Model registration

To monitor any model, it first needs to be registered with the model monitor. You can register a new model either through the UI or using the public APIs. In both cases the information about the model is captured through a Model Config JSON file.

Few things to keep in mind while registering a model:

A data column can be only one of these column types: feature, prediction, timestamp, row identifier.
A data column can be only one of these value type: numerical, categorical, string, datetime (only valid for timestamp variable).
Not all columns in the training data file need to be declared. In this case, the undeclared columns will be ignored from any analysis within the model monitor. When you define the Model Config, you can ignore some columns by not mentioning them in the variables attribute.
Feature and prediction columns can only be of value type numerical or categorical.
Prediction column is optional but when declared there can only be one (in the current release).
1. When a prediction column (or row_identifer column) is not declared, Model Quality metrics can not be monitored.
2. Data drift can still be monitored for all feature columns.
Timestamp and row_identifier column types are optional
1. But when present there can be only one timestamp and/or row_identifer columns.
2. Timestamp can only be of datetime value type.
3. Row_identifier can only be of string value type.
4. These two columns can be declared at the time of adding prediction data for the first time, but it is recommended that they be declared during model registration.
Timestamp column should contain the date/time of when the prediction was made.
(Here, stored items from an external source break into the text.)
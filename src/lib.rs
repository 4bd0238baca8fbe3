//! Plane Scout - surface acceptance and card placement for AR sessions
//!
//! Core modules:
//! - `surface`: Deterministic acceptance core (validity, deduplication, capacity)
//! - `session`: Session controller, AR engine seams and the single-writer task
//! - `settings`: Session config and scan profiles
//! - `scan`: Seeded synthetic tracking streams
//! - `error`: Error types

pub mod error;
pub mod scan;
pub mod session;
pub mod settings;
pub mod surface;

pub use error::{ConfigError, Rejection, RendererError, SessionError};
pub use session::{PlacementSession, SessionHandle};
pub use settings::{AlignmentFilter, ScanProfile, SessionConfig};

/// Acceptance and placement defaults
pub mod consts {
    use glam::Vec3;

    /// Origins closer than this may be the same surface (m)
    pub const DEFAULT_DISTANCE_THRESHOLD: f32 = 0.5;
    /// |cos| between normals above which surfaces are parallel (~32°)
    pub const DEFAULT_ANGLE_THRESHOLD: f32 = 0.85;

    /// Minimum surface edge (m)
    pub const DEFAULT_MIN_EDGE: f32 = 0.15;
    /// Minimum surface area (m²)
    pub const DEFAULT_MIN_AREA: f32 = 0.05;

    /// Distance a card floats off its surface (m)
    pub const CARD_OFFSET: f32 = 0.01;

    /// World up axis (tracking providers are gravity aligned)
    pub const WORLD_UP: Vec3 = Vec3::Y;
    /// Reference axis for cards on floors and ceilings
    pub const WORLD_FORWARD: Vec3 = Vec3::NEG_Z;
}
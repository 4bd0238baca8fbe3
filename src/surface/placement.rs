//! Card placement geometry
//!
//! A card lies flat against its surface: its local Z axis is the surface
//! normal and its local Y axis is as close to world up as the surface allows.

use glam::{Mat3, Quat, Vec3};
use serde::{Deserialize, Serialize};

use super::record::{SurfaceId, SurfaceRecord};
use crate::consts::{WORLD_FORWARD, WORLD_UP};

/// A card placed on an accepted surface
#[derive(Debug, Clone, PartialEq, Serialize, Deserialize)]
pub struct PlacedObject {
    /// Surface the card sits on (not owned)
    pub surface_id: SurfaceId,
    /// Surface origin pushed out along the normal
    pub position: Vec3,
    /// Rotation from the card basis to world space
    pub orientation: Quat,
}

impl PlacedObject {
    /// Place a card on `surface`, lifted `offset` metres off it
    pub fn on_surface(surface: &SurfaceRecord, offset: f32) -> Self {
        Self {
            surface_id: surface.id,
            position: surface.position + surface.normal * offset,
            orientation: card_orientation(surface.normal),
        }
    }

    /// Card face normal in world space
    pub fn facing(&self) -> Vec3 {
        self.orientation * Vec3::Z
    }
}

/// Rotation taking the card basis (X right, Y up, Z out) onto a surface normal
pub fn card_orientation(normal: Vec3) -> Quat {
    let normal = normal.normalize_or_zero();
    if normal == Vec3::ZERO {
        return Quat::IDENTITY;
    }

    // Floors and ceilings: world up is parallel to the normal, pick forward
    let reference = if normal.dot(WORLD_UP).abs() > 0.999 {
        WORLD_FORWARD
    } else {
        WORLD_UP
    };

    let right = reference.cross(normal).normalize();
    let up = normal.cross(right);
    Quat::from_mat3(&Mat3::from_cols(right, up, normal)).normalize()
}
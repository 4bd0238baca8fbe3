//! Size-based validity filter
//!
//! Tracking providers report many sliver planes while a surface is still
//! being discovered. Anything below the minimum extents is not usable for
//! placing a card.

use super::record::SurfaceRecord;
use crate::consts::{DEFAULT_MIN_AREA, DEFAULT_MIN_EDGE};

/// Minimum extents a surface must report to be placeable
#[derive(Debug, Clone, Copy, PartialEq)]
pub struct SurfaceFilter {
    /// Minimum width (m)
    pub min_width: f32,
    /// Minimum height (m)
    pub min_height: f32,
    /// Minimum area (m²)
    pub min_area: f32,
}

impl Default for SurfaceFilter {
    fn default() -> Self {
        Self {
            min_width: DEFAULT_MIN_EDGE,
            min_height: DEFAULT_MIN_EDGE,
            min_area: DEFAULT_MIN_AREA,
        }
    }
}

impl SurfaceFilter {
    pub fn new(min_width: f32, min_height: f32, min_area: f32) -> Self {
        Self {
            min_width,
            min_height,
            min_area,
        }
    }

    /// Whether the surface is large enough to place on.
    ///
    /// Non-positive or non-finite extents never pass, whatever the minimums.
    pub fn is_valid(&self, record: &SurfaceRecord) -> bool {
        let (w, h) = (record.width, record.height);
        if !(w > 0.0 && h > 0.0) || !w.is_finite() || !h.is_finite() {
            return false;
        }
        w >= self.min_width && h >= self.min_height && w * h >= self.min_area
    }
}

#[cfg(test)]
mod tests {
    use super::*;
    use glam::Vec3;

    fn wall(width: f32, height: f32) -> SurfaceRecord {
        SurfaceRecord::vertical(1, Vec3::ZERO, Vec3::Z, width, height)
    }

    #[test]
    fn test_permissive_profile_accepts_small_planes() {
        let filter = SurfaceFilter::new(0.05, 0.05, 0.01);
        assert!(filter.is_valid(&wall(0.1, 0.1)));
        assert!(!filter.is_valid(&wall(0.04, 1.0)));
    }

    #[test]
    fn test_strict_profile_rejects_small_area() {
        let filter = SurfaceFilter::new(0.15, 0.15, 0.05);
        // Both edges pass but area 0.04 does not
        assert!(!filter.is_valid(&wall(0.2, 0.2)));
        assert!(filter.is_valid(&wall(0.25, 0.25)));
        assert!(!filter.is_valid(&wall(0.1, 0.1)));
    }

    #[test]
    fn test_each_edge_checked() {
        let filter = SurfaceFilter::new(0.15, 0.15, 0.0);
        assert!(!filter.is_valid(&wall(0.1, 2.0)));
        assert!(!filter.is_valid(&wall(2.0, 0.1)));
        assert!(filter.is_valid(&wall(0.15, 0.15)));
    }

    #[test]
    fn test_degenerate_extents_rejected() {
        let filter = SurfaceFilter::new(0.0, 0.0, 0.0);
        assert!(!filter.is_valid(&wall(0.0, 1.0)));
        assert!(!filter.is_valid(&wall(-1.0, -1.0)));
        assert!(!filter.is_valid(&wall(f32::NAN, 1.0)));
        assert!(!filter.is_valid(&wall(f32::INFINITY, 1.0)));
    }
}
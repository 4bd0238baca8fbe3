//! Single-writer session task
//!
//! Tracking events arrive on the provider's capture thread while scatter and
//! clear come from the UI. Both go through one channel into the task that
//! owns the `PlacementSession`, so every mutation is applied in arrival
//! order and side effects are issued after the mutation that caused them.

use tokio::sync::{mpsc, oneshot};
use tokio::task::JoinHandle;

use super::collaborators::{SceneRenderer, TrackingProvider};
use super::controller::{PlacementReport, PlacementSession, ScanStatus};
use crate::error::{SessionError, SessionResult};
use crate::surface::{Decision, PlacedObject, SurfaceRecord, TrackingEvent};

enum Command<R, P> {
    Start,
    Stop,
    Track {
        event: TrackingEvent,
        reply: Option<oneshot::Sender<Decision>>,
    },
    Scatter(oneshot::Sender<SessionResult<PlacementReport>>),
    Clear,
    Reset,
    Snapshot(oneshot::Sender<Snapshot>),
    Shutdown(oneshot::Sender<PlacementSession<R, P>>),
}

/// Point-in-time copy of the session's observable state
#[derive(Debug, Clone, PartialEq)]
pub struct Snapshot {
    pub status: ScanStatus,
    pub accepted: Vec<SurfaceRecord>,
    pub placed: Vec<PlacedObject>,
}

/// Cloneable handle to a session running in its own task
pub struct SessionHandle<R, P> {
    sender: mpsc::UnboundedSender<Command<R, P>>,
}

impl<R, P> Clone for SessionHandle<R, P> {
    fn clone(&self) -> Self {
        Self {
            sender: self.sender.clone(),
        }
    }
}

impl<R, P> SessionHandle<R, P>
where
    R: SceneRenderer + Send + 'static,
    P: TrackingProvider + Send + 'static,
{
    /// Move `session` into a new task on the current tokio runtime
    pub fn spawn(session: PlacementSession<R, P>) -> (Self, JoinHandle<()>) {
        let (sender, receiver) = mpsc::unbounded_channel();
        let task = tokio::spawn(run(session, receiver));
        (Self { sender }, task)
    }

    fn send(&self, command: Command<R, P>) -> SessionResult<()> {
        self.sender
            .send(command)
            .map_err(|_| SessionError::Disconnected)
    }

    pub fn start_scanning(&self) -> SessionResult<()> {
        self.send(Command::Start)
    }

    pub fn stop_scanning(&self) -> SessionResult<()> {
        self.send(Command::Stop)
    }

    /// Queue a tracking event without waiting (for the capture thread)
    pub fn submit(&self, event: TrackingEvent) -> SessionResult<()> {
        self.send(Command::Track { event, reply: None })
    }

    /// Apply a tracking event and wait for the decision
    pub async fn track(&self, event: TrackingEvent) -> SessionResult<Decision> {
        let (reply, response) = oneshot::channel();
        self.send(Command::Track {
            event,
            reply: Some(reply),
        })?;
        response.await.map_err(|_| SessionError::Disconnected)
    }

    pub async fn scatter(&self) -> SessionResult<PlacementReport> {
        let (reply, response) = oneshot::channel();
        self.send(Command::Scatter(reply))?;
        response.await.map_err(|_| SessionError::Disconnected)?
    }

    pub fn clear(&self) -> SessionResult<()> {
        self.send(Command::Clear)
    }

    pub fn reset(&self) -> SessionResult<()> {
        self.send(Command::Reset)
    }

    /// Observable state after every previously queued command
    pub async fn snapshot(&self) -> SessionResult<Snapshot> {
        let (reply, response) = oneshot::channel();
        self.send(Command::Snapshot(reply))?;
        response.await.map_err(|_| SessionError::Disconnected)
    }

    /// Stop the task once queued commands are processed and take the session back
    pub async fn shutdown(self) -> SessionResult<PlacementSession<R, P>> {
        let (reply, response) = oneshot::channel();
        self.send(Command::Shutdown(reply))?;
        response.await.map_err(|_| SessionError::Disconnected)
    }
}

async fn run<R, P>(
    mut session: PlacementSession<R, P>,
    mut receiver: mpsc::UnboundedReceiver<Command<R, P>>,
) where
    R: SceneRenderer,
    P: TrackingProvider,
{
    while let Some(command) = receiver.recv().await {
        match command {
            Command::Start => session.start_scanning(),
            Command::Stop => session.stop_scanning(),
            Command::Track { event, reply } => {
                let decision = session.on_tracking_event(event);
                if let Some(reply) = reply {
                    let _ = reply.send(decision);
                }
            }
            Command::Scatter(reply) => {
                let _ = reply.send(session.scatter());
            }
            Command::Clear => session.clear(),
            Command::Reset => session.reset(),
            Command::Snapshot(reply) => {
                let _ = reply.send(Snapshot {
                    status: session.status(),
                    accepted: session.accepted().to_vec(),
                    placed: session.placed().to_vec(),
                });
            }
            Command::Shutdown(reply) => {
                let _ = reply.send(session);
                return;
            }
        }
    }
    log::debug!("Session task stopped, all handles dropped");
}
//! SQLite repositories
//!
//! Types (NewProduct, ProductSearchParams, etc.) should be imported from `crate::data::types`.

pub mod product;

pub use product::{
    count_products, get_product, insert_products, search_products, top_rated_products,
};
It should be in a valid UTC format (ISO 8601).
When the timestamp column is not declared, the ingestion time of the prediction dataset into the Model Monitor is substituted as the timestamp of prediction.
Row_identifier is used to uniquely identify each prediction row. It is typically referred to as prediction ID, transaction ID, etc.
1. The row_identifer values are used to match ground truth data to the predictions to calculate model quality metrics.
When a row_identifer column (or Prediction column) is not declared, Model Quality metrics can not be monitored.

Model Config

Model Config JSON should capture all the information needed for registering a model. The easiest way to generate a Model Config file for a model is to use the Guided Flow in the Register Model flow. In the Step 4, you can download the Model Config for future reference, sharing with colleagues or for offline edits.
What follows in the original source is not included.